Guadalupe volvió la mirada hacia él y vio en sus ojos ya otro sentimiento. Ya se había ido la furia, ya se había ido el rencor. Vino la dulzura y compasión. Guadalupe nuevamente brilló para él, nuevamente volvió a ser su mundo, volvió a serlo todo. Ella tomó sus manos, él seguía frío. Ella le dio calor.

-Era la buena noticia que quería darte. Yo voy a seguir adelante con ésto, porque puedo, y me encantaría que me acompañes-
-Obvio que sí, mi amor. Te amo-
-Te amo-

Y se consumaron en el abrazo eterno de las almas, que acompañaron con el beso de la gloria inmaterial. Se degustaron mutuamente a miradas profundas.
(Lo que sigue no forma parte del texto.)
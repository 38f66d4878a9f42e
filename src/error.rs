// Error handling module for the restaurant API
// Provides the shared error type every handler returns and its HTTP conversion

use axum::{
    http::StatusCode,
    response::{IntoResponse, Json, Response},
};
use chrono::Utc;
use serde::Serialize;
use tracing::{debug, error, warn};

/// Main error type for the API
/// All handlers return Result<T, ApiError>, domain errors convert into it
#[derive(Debug)]
pub enum ApiError {
    /// Validation errors from request validation
    /// Maps to HTTP 400 Bad Request
    ValidationError(validator::ValidationErrors),

    /// Business rule violation detected after validation (unknown product, bad coupon...)
    /// Maps to HTTP 400 Bad Request
    BadRequest(String),

    /// Resource not found by ID
    /// Maps to HTTP 404 Not Found
    NotFound { resource: String, id: String },

    /// Duplicate resource conflict
    /// Maps to HTTP 409 Conflict
    Conflict { message: String },

    /// Database operation errors
    /// Maps to HTTP 500, details stay in the logs
    DatabaseError(sqlx::Error),

    /// A third-party service (WhatsApp gateway, LLM) failed
    /// Maps to HTTP 502 Bad Gateway
    UpstreamError(String),

    /// Internal server errors
    /// Maps to HTTP 500, details stay in the logs
    InternalError(String),
}

/// Consistent error response structure
///
/// `error_code` is machine-readable, `message` is safe to show to clients.
#[derive(Serialize)]
pub struct ErrorResponse {
    pub error_code: String,
    pub message: String,
    #[serde(skip_serializing_if = "Option::is_none")]
    pub details: Option<serde_json::Value>,
    /// ISO 8601 timestamp of when the error occurred
    pub timestamp: String,
}

impl ErrorResponse {
    fn new(error_code: &str, message: impl Into<String>) -> Self {
        Self {
            error_code: error_code.to_string(),
            message: message.into(),
            details: None,
            timestamp: Utc::now().to_rfc3339(),
        }
    }
}

impl IntoResponse for ApiError {
    fn into_response(self) -> Response {
        let (status, error_response) = self.to_error_response();
        (status, Json(error_response)).into_response()
    }
}

impl ApiError {
    pub fn not_found(resource: &str, id: impl ToString) -> Self {
        ApiError::NotFound {
            resource: resource.to_string(),
            id: id.to_string(),
        }
    }

    /// Convert ApiError to HTTP status code and ErrorResponse
    ///
    /// Log level follows severity: error! for 5xx, warn! for conflicts, debug! for
    /// expected client mistakes.
    fn to_error_response(&self) -> (StatusCode, ErrorResponse) {
        match self {
            ApiError::ValidationError(errors) => {
                debug!("Validation error: {:?}", errors);
                let mut body = ErrorResponse::new("VALIDATION_ERROR", "Request validation failed");
                body.details =
                    Some(serde_json::to_value(errors).unwrap_or(serde_json::json!({})));
                (StatusCode::BAD_REQUEST, body)
            }
            ApiError::BadRequest(message) => {
                debug!("Bad request: {}", message);
                (
                    StatusCode::BAD_REQUEST,
                    ErrorResponse::new("BAD_REQUEST", message.clone()),
                )
            }
            ApiError::NotFound { resource, id } => {
                debug!("Resource not found: {} with id {}", resource, id);
                (
                    StatusCode::NOT_FOUND,
                    ErrorResponse::new("NOT_FOUND", format!("{} with id {} not found", resource, id)),
                )
            }
            ApiError::Conflict { message } => {
                warn!("Conflict error: {}", message);
                (
                    StatusCode::CONFLICT,
                    ErrorResponse::new("CONFLICT", message.clone()),
                )
            }
            ApiError::DatabaseError(db_error) => {
                error!("Database error: {:?}", db_error);
                (
                    StatusCode::INTERNAL_SERVER_ERROR,
                    ErrorResponse::new("DATABASE_ERROR", "A database error occurred"),
                )
            }
            ApiError::UpstreamError(upstream_msg) => {
                error!("Upstream service error: {}", upstream_msg);
                (
                    StatusCode::BAD_GATEWAY,
                    ErrorResponse::new("UPSTREAM_ERROR", "An external service request failed"),
                )
            }
            ApiError::InternalError(internal_msg) => {
                error!("Internal error: {}", internal_msg);
                (
                    StatusCode::INTERNAL_SERVER_ERROR,
                    ErrorResponse::new("INTERNAL_ERROR", "An internal server error occurred"),
                )
            }
        }
    }

    /// Get the HTTP status code for this error
    pub fn status_code(&self) -> StatusCode {
        match self {
            ApiError::ValidationError(_) | ApiError::BadRequest(_) => StatusCode::BAD_REQUEST,
            ApiError::NotFound { .. } => StatusCode::NOT_FOUND,
            ApiError::Conflict { .. } => StatusCode::CONFLICT,
            ApiError::DatabaseError(_) | ApiError::InternalError(_) => {
                StatusCode::INTERNAL_SERVER_ERROR
            }
            ApiError::UpstreamError(_) => StatusCode::BAD_GATEWAY,
        }
    }
}

impl std::fmt::Display for ApiError {
    fn fmt(&self, f: &mut std::fmt::Formatter<'_>) -> std::fmt::Result {
        match self {
            ApiError::ValidationError(errors) => write!(f, "validation failed: {}", errors),
            ApiError::BadRequest(message) => write!(f, "{}", message),
            ApiError::NotFound { resource, id } => write!(f, "{} with id {} not found", resource, id),
            ApiError::Conflict { message } => write!(f, "{}", message),
            ApiError::DatabaseError(e) => write!(f, "database error: {}", e),
            ApiError::UpstreamError(message) => write!(f, "upstream error: {}", message),
            ApiError::InternalError(message) => write!(f, "internal error: {}", message),
        }
    }
}

impl std::error::Error for ApiError {}

/// Convert sqlx errors to ApiError
impl From<sqlx::Error> for ApiError {
    fn from(error: sqlx::Error) -> Self {
        ApiError::DatabaseError(error)
    }
}

/// Convert validator errors to ApiError
impl From<validator::ValidationErrors> for ApiError {
    fn from(errors: validator::ValidationErrors) -> Self {
        ApiError::ValidationError(errors)
    }
}

#[cfg(test)]
mod tests {
    use super::*;

    #[test]
    fn test_status_codes() {
        assert_eq!(
            ApiError::not_found("Order", "abc").status_code(),
            StatusCode::NOT_FOUND
        );
        assert_eq!(
            ApiError::Conflict { message: "dup".into() }.status_code(),
            StatusCode::CONFLICT
        );
        assert_eq!(
            ApiError::UpstreamError("timeout".into()).status_code(),
            StatusCode::BAD_GATEWAY
        );
        assert_eq!(
            ApiError::BadRequest("nope".into()).status_code(),
            StatusCode::BAD_REQUEST
        );
    }

    #[test]
    fn test_internal_details_are_not_exposed() {
        let (status, body) =
            ApiError::InternalError("secret connection string".into()).to_error_response();
        assert_eq!(status, StatusCode::INTERNAL_SERVER_ERROR);
        assert!(!body.message.contains("secret"));
        assert_eq!(body.error_code, "INTERNAL_ERROR");
    }

    #[test]
    fn test_not_found_message_names_resource() {
        let (_, body) = ApiError::not_found("Coupon", 42).to_error_response();
        assert_eq!(body.message, "Coupon with id 42 not found");
    }
}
Él tocó su vientre y Guadalupe rió. Y un abrazo más para ir, nuevamente juntos, y mucho más felices, en busca de alguna casa que sería dichosa de convertirse en su hogar.
Y jamás volvió a enfriarse algún otro café.



Y si es que el tiempo existe yo quiero compartirlo. 
Y si todo es una foto, yo quiero estar al lado tuyo.